The Offbeat Bride: Erin, Admin Assistant
Her Offbeat Partner: Tim, Theater student
Location & Date of wedding: First UU Church, Indiana, PA — August 2nd 2008
What made our wedding offbeat: We built our ceremony from the ground up. Tim wrote our vows, we chose readings that reflected us and our families. Likewise we did everything we could to keep it low cost and free of the faux-formality of a lot of weddings today.
That being said, both Tim and I love to dress up so we just had to go all out, Tim and his groomsmen (and groomswoman) in top hats and tuxedos with canes, myself in the most ridiculously poofy dress I could find. It was spontaneous, carefree, playful and at every moment completely and totally us.

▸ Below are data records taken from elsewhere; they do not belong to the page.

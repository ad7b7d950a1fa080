use crate::Args;

use std::fs::File;
use std::io::BufReader;

use anyhow::Result;

use sbp_rs::ProfileHeader;

pub fn dump_header(args: &Args) -> Result<()> {
    let mut input = BufReader::new(File::open(&args.input)?);
    let header = ProfileHeader::read(&mut input)?;
    println!("type:               {:#06x}", header.profile_type);
    println!("operation nodes:    {}", header.op_nodes_count);
    println!("operations:         {}", header.sb_ops_count);
    println!("global variables:   {}", header.vars_count);
    println!("regexes:            {}", header.regex_count);
    println!("regex table:        {:#x}", header.regex_table_offset());
    println!("vars table:         {:#x}", header.vars_offset());
    println!("dispatch table:     {:#x}", header.op_table_offset());
    println!("node array:         {:#x}", header.operation_nodes_offset());
    println!("indirect pool base: {:#x}", header.base_addr());
    Ok(())
}
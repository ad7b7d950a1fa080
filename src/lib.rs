#![forbid(unsafe_code)]
pub mod expr;
pub mod filter;
pub mod graph;
pub mod op_node;
pub mod pattern;
pub mod profile;
pub mod regex;
pub(crate) mod sb_reader;
pub mod sbpl;


use std::io::Read;

use anyhow::{ensure, Result};

use sb_reader::SbRead;

pub use filter::{FilterCatalog, ModifierCatalog};
pub use profile::DecodedProfile;
pub use sbpl::{decompile_profile, DecompileOptions};

pub(crate) const INDEX_SIZE: u64 = 2;
pub(crate) const NODE_SIZE: u64 = 8;

/// Fixed header at offset 0 of a compiled sandbox profile.
///
/// The trailing counts (`states_count`, `num_profiles`,
/// `entitlements_count`) are not present in this header revision and
/// decode as zero, but they stay part of the layout arithmetic so a
/// future bundle header only has to fill them in.
#[derive(Debug, Clone, Copy, PartialEq, Eq)]
pub struct ProfileHeader {
    pub profile_type: u16,
    pub op_nodes_count: u16,
    pub sb_ops_count: u8,
    pub vars_count: u8,
    pub regex_count: u16,
    pub states_count: u16,
    pub num_profiles: u16,
    pub entitlements_count: u16,
}

impl ProfileHeader {
    pub const SIZE: u64 = 16;

    pub fn read(input: &mut impl Read) -> Result<Self> {
        let profile_type = input.read_u16()?;
        let op_nodes_count = input.read_u16()?;
        let sb_ops_count = input.read_u8()?;
        let vars_count = input.read_u8()?;
        let _padding: [u8; 6] = bincode::deserialize_from(&mut *input)?;
        let regex_count = input.read_u16()?;
        let _reserved = input.read_u16()?;
        #[cfg(feature = "restrictive")]
        {
            ensure!(_padding == [0; 6], "non-zero header padding");
            ensure!(_reserved == 0, "non-zero reserved header field");
        }
        Ok(Self {
            profile_type,
            op_nodes_count,
            sb_ops_count,
            vars_count,
            regex_count,
            states_count: 0,
            num_profiles: 0,
            entitlements_count: 0,
        })
    }

    pub fn regex_table_offset(&self) -> u64 {
        Self::SIZE
    }

    pub fn vars_offset(&self) -> u64 {
        self.regex_table_offset() + u64::from(self.regex_count) * INDEX_SIZE
    }

    pub fn states_offset(&self) -> u64 {
        self.vars_offset() + u64::from(self.vars_count) * INDEX_SIZE
    }

    pub fn entitlements_offset(&self) -> u64 {
        self.states_offset() + u64::from(self.states_count) * INDEX_SIZE
    }

    pub fn profiles_offset(&self) -> u64 {
        self.entitlements_offset()
            + u64::from(self.entitlements_count) * INDEX_SIZE
    }

    /// Per-profile record: one dispatch slot per operation plus a
    /// 4-byte preamble.
    pub fn profile_record_size(&self) -> u64 {
        u64::from(self.sb_ops_count) * INDEX_SIZE + 4
    }

    pub fn profiles_end_offset(&self) -> u64 {
        self.profiles_offset()
            + u64::from(self.num_profiles) * self.profile_record_size()
    }

    pub fn op_table_offset(&self) -> u64 {
        self.profiles_end_offset()
    }

    pub fn operation_nodes_offset(&self) -> u64 {
        align_up(
            self.op_table_offset() + u64::from(self.sb_ops_count) * INDEX_SIZE,
            8,
        )
    }

    pub fn operation_nodes_size(&self) -> u64 {
        u64::from(self.op_nodes_count) * NODE_SIZE
    }

    /// First byte past the operation-node array. Every indirect
    /// reference `o` in the file resolves to `base_addr + 8 * o`.
    pub fn base_addr(&self) -> u64 {
        self.operation_nodes_offset() + self.operation_nodes_size()
    }

    /// The count fields are authoritative; reject any layout they
    /// imply that does not fit the mapped file.
    pub fn validate(&self, file_len: u64) -> Result<()> {
        ensure!(
            self.operation_nodes_offset() <= file_len,
            "header tables extend past end of file ({} > {file_len})",
            self.operation_nodes_offset(),
        );
        ensure!(
            self.base_addr() <= file_len,
            "operation nodes extend past end of file ({} > {file_len})",
            self.base_addr(),
        );
        Ok(())
    }
}

pub(crate) fn align_up(value: u64, alignment: u64) -> u64 {
    let mask = alignment - 1;
    (value + mask) & !mask
}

Our biggest challenge: Balancing my desire to have a very pagan hand fasting with the need to maintain a certain family friendly normalcy.

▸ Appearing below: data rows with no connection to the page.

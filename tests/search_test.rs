mod common;

use acromatch::config::Config;
use acromatch::corpus::{self, ScanOptions};
use acromatch::search::HitOrigin;
use acromatch::{Finder, FinderOptions, MatchSource, Suggestion, format};
use assert2::{check, let_assert};
use common::{TempWorkspace, VAULT_VISIBLE_FILES, notes_vault};
use rstest::rstest;

fn suggestions(workspace: &TempWorkspace, options: &ScanOptions) -> Vec<Suggestion> {
    let_assert!(Ok(files) = corpus::scan(workspace.path(), options));
    files.into_iter().map(Suggestion::from).collect()
}

#[rstest]
fn scan_skips_hidden_and_ignored(notes_vault: TempWorkspace) {
    let_assert!(Ok(files) = corpus::scan(notes_vault.path(), &ScanOptions::default()));
    let paths: Vec<&str> = files.iter().map(|f| f.path.as_str()).collect();
    check!(paths == VAULT_VISIBLE_FILES);
}

#[rstest]
fn scan_includes_hidden_when_asked(notes_vault: TempWorkspace) {
    let options = ScanOptions {
        include_hidden: true,
        ..ScanOptions::default()
    };
    let_assert!(Ok(files) = corpus::scan(notes_vault.path(), &options));
    check!(files.iter().any(|f| f.path == ".obsidian/workspace-state.json"));
    check!(!files.iter().any(|f| f.path.starts_with("build/")));
}

#[rstest]
fn scan_filters_extensions(notes_vault: TempWorkspace) {
    let options = ScanOptions {
        extensions: vec!["md".to_string()],
        ..ScanOptions::default()
    };
    let_assert!(Ok(files) = corpus::scan(notes_vault.path(), &options));
    check!(files.len() == 3);
    check!(files.iter().all(|f| f.name.ends_with(".md")));
}

#[rstest]
fn acronym_search_finds_component(notes_vault: TempWorkspace) {
    let suggestions = suggestions(&notes_vault, &ScanOptions::default());
    let hits = Finder::new("mfc", FinderOptions::default()).find(&suggestions);

    let_assert!([hit] = hits.as_slice());
    check!(hit.identity == "src/components/MyFirstComponent.jsx");
    check!(hit.origin == HitOrigin::Acronym(MatchSource::Primary));
    // Highlight offsets assume one delimiter char between camelCase words.
    check!(format::highlight(&hit.text, &hit.spans) == "[M]yF[i]rstCo[m]ponent.jsx");
}

#[rstest]
fn name_matches_rank_ahead_of_acronyms(notes_vault: TempWorkspace) {
    notes_vault.create_file("notes/pp.md", "");
    let suggestions = suggestions(&notes_vault, &ScanOptions::default());

    let hits = Finder::new("pp", FinderOptions::default()).find(&suggestions);
    let order: Vec<(&str, HitOrigin)> = hits
        .iter()
        .map(|h| (h.identity.as_str(), h.origin))
        .collect();
    check!(
        order
            == [
                ("notes/pp.md", HitOrigin::Primary),
                ("notes/project-plan.md", HitOrigin::Acronym(MatchSource::Primary)),
            ]
    );
}

#[rstest]
fn config_cap_limits_acronym_results(notes_vault: TempWorkspace) {
    notes_vault.create_file(".acromatch.toml", "max_acronym_results = 1\nprimary_search = false\n");
    let_assert!(Ok(config) = Config::load_from(&notes_vault.path().join(".acromatch.toml")));

    // Several files match "n" through their initials.
    notes_vault.create_files(&["notes/new-idea.md", "notes/next-steps.md"]);
    let suggestions = suggestions(&notes_vault, &config.scan_options());
    let hits = Finder::new("n", config.finder_options()).find(&suggestions);
    check!(hits.len() == 1);
}

#[rstest]
fn missing_root_is_an_error() {
    let workspace = TempWorkspace::new();
    let missing = workspace.path().join("nope");
    let result = corpus::scan(&missing, &ScanOptions::default());
    let_assert!(Err(acromatch::Error::RootNotFound(path)) = result);
    check!(path == missing);
}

If our wedding had only been about Tim and I we would’ve been calling the corners and casting circles but as it was, we didn’t want to alienate our families on what was going to be one of the biggest days of our lives. So we toed the line, the reverend at the Indiana Unitarian Universalist church was spectacular, and even though we are not Unitarians ourselves, she was accommodating and helped us make the ceremony that fit us the best. And seeing the word “church” on the invitations set our extended families minds at ease.
Also by doing a number of traditional things — the bridesmaids matched, my Dad walked me down the aisle, I wore white, etc., it helped tone down our more offbeat aspects — we all wore converse, the entire bridal party had visible tattoos, the handfasting etc.
My favorite moment: Just after the ceremony as Tim and I jumped the broom then ran down the aisle. We were outside and it was the most spectacularly sunny, warm but not hot day. We were just laughing and bouncing all over the place, shouting “HOLY SHIT WE’RE MARRIED!” It was perfect.
My advice for other offbeat brides: Be flexible. It’s okay to do something because it works, even if it’s not exactly what you want. Don’t let yourself be bullied into changing things that are very important to you, but be aware of what you feel is necessary and what you can really life without. Ultimately most of the things (except the groom) at my wedding were all things that I compromised on, very little of my original vision went into the big day.
That said, it was completely perfect as it was, and I couldn’t imagine being as happy as I am with how my wedding turned out if it had been any other way.